▸ **RAW DATA**
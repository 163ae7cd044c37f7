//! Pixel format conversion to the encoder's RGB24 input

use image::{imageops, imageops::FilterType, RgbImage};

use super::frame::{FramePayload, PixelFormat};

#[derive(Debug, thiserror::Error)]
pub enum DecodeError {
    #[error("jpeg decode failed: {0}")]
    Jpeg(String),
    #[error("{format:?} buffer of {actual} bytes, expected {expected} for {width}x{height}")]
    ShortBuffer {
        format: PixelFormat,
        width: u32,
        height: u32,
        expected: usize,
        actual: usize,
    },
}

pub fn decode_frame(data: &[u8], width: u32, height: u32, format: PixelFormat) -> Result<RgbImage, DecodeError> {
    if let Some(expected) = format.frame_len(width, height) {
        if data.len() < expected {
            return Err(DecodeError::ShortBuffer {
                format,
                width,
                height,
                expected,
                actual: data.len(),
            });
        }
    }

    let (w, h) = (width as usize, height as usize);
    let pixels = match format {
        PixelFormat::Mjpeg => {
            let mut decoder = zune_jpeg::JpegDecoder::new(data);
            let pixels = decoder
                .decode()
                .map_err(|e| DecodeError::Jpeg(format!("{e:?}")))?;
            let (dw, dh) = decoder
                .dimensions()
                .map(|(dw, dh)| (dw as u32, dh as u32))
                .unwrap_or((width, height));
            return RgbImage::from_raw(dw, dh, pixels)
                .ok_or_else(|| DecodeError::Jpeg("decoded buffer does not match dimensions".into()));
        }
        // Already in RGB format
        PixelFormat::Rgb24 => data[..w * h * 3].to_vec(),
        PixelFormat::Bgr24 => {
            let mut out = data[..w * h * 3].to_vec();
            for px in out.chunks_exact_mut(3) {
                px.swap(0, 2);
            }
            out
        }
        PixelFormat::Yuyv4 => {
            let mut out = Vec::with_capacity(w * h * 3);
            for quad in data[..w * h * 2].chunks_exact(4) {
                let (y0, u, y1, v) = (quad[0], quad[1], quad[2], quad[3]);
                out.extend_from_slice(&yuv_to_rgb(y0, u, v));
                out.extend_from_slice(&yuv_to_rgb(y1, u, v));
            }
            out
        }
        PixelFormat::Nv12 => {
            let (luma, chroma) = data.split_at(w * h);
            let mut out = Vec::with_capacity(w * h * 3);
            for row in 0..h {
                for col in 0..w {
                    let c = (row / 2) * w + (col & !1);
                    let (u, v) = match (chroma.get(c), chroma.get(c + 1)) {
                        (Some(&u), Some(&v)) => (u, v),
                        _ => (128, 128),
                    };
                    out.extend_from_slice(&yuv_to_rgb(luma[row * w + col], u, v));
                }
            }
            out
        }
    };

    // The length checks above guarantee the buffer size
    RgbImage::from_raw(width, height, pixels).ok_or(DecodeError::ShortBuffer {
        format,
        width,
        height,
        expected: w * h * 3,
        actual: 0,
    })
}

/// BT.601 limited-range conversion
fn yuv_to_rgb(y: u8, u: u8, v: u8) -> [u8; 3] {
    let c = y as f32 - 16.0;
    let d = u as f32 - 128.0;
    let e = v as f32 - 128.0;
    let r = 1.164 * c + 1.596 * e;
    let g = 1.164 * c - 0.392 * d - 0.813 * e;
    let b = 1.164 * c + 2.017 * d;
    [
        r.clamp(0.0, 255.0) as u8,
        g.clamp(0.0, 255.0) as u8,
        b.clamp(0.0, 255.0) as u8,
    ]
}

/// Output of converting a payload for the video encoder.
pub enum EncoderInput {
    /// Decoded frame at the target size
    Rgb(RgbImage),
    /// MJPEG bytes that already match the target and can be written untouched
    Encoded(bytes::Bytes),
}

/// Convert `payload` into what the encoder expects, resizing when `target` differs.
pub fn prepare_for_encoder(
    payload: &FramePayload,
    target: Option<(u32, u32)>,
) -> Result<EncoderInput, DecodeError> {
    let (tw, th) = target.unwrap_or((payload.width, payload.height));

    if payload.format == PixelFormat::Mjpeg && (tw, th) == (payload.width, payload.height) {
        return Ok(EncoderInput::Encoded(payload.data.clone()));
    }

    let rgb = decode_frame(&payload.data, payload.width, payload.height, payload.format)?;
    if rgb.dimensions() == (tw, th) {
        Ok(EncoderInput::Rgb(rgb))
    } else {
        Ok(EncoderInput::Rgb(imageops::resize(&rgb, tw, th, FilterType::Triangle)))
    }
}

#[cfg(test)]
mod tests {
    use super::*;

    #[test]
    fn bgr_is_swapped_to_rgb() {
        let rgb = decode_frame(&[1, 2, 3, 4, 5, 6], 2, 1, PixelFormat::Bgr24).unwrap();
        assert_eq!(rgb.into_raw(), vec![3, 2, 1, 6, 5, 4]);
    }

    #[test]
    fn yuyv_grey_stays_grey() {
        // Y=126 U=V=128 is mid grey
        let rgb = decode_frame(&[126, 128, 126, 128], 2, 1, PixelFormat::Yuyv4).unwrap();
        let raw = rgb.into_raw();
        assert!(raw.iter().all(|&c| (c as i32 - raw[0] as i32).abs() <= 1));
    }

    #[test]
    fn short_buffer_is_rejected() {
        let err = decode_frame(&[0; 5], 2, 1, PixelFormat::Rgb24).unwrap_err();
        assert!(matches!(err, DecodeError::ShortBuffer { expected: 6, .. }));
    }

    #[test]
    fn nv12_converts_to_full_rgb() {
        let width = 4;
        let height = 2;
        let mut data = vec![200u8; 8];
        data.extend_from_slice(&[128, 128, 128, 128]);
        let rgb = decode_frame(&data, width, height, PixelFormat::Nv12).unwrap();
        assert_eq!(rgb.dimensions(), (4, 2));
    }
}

* * *

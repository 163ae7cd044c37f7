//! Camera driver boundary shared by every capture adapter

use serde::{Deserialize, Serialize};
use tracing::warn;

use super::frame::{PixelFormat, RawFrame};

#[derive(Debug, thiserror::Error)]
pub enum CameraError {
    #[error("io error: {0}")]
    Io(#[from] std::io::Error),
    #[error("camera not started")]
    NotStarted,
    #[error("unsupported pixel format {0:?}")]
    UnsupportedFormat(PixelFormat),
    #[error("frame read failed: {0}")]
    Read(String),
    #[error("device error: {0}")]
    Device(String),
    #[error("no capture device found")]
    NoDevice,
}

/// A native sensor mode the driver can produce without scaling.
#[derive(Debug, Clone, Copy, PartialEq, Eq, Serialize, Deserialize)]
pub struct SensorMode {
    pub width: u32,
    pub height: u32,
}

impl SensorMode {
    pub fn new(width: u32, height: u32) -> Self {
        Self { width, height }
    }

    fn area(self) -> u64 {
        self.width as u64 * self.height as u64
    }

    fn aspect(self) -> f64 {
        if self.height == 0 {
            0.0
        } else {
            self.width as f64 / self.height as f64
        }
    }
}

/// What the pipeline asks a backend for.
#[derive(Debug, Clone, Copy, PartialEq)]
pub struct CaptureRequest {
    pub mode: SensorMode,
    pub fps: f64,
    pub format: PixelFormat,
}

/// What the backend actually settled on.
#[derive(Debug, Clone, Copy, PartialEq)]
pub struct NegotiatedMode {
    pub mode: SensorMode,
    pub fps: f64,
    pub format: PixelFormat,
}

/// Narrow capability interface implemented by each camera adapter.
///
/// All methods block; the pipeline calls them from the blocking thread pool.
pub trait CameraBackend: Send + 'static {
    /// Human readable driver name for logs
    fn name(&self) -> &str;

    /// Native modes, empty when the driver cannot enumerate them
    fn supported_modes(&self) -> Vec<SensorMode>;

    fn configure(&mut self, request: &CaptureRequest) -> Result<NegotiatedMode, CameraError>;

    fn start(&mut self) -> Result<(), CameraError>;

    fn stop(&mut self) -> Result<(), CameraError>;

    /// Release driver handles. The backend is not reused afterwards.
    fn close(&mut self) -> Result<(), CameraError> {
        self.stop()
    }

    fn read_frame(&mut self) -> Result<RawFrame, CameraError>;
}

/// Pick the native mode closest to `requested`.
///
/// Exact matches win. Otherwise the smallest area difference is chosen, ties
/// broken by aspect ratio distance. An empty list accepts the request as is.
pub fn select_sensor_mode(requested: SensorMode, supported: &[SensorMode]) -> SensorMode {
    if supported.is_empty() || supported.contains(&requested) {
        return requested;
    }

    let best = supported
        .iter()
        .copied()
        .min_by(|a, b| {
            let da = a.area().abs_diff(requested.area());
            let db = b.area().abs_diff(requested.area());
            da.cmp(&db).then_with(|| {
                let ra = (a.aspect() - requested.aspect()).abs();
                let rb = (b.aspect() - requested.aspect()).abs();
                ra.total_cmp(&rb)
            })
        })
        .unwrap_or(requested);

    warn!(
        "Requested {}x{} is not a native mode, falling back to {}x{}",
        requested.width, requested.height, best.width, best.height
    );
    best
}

▸ **WHAT THE EXERCISE ASKS**
Gather all lines with the string "best" from the data.

▸ **SOLUTION**
    let best = supported
        requested.width, requested.height, best.width, best.height
    best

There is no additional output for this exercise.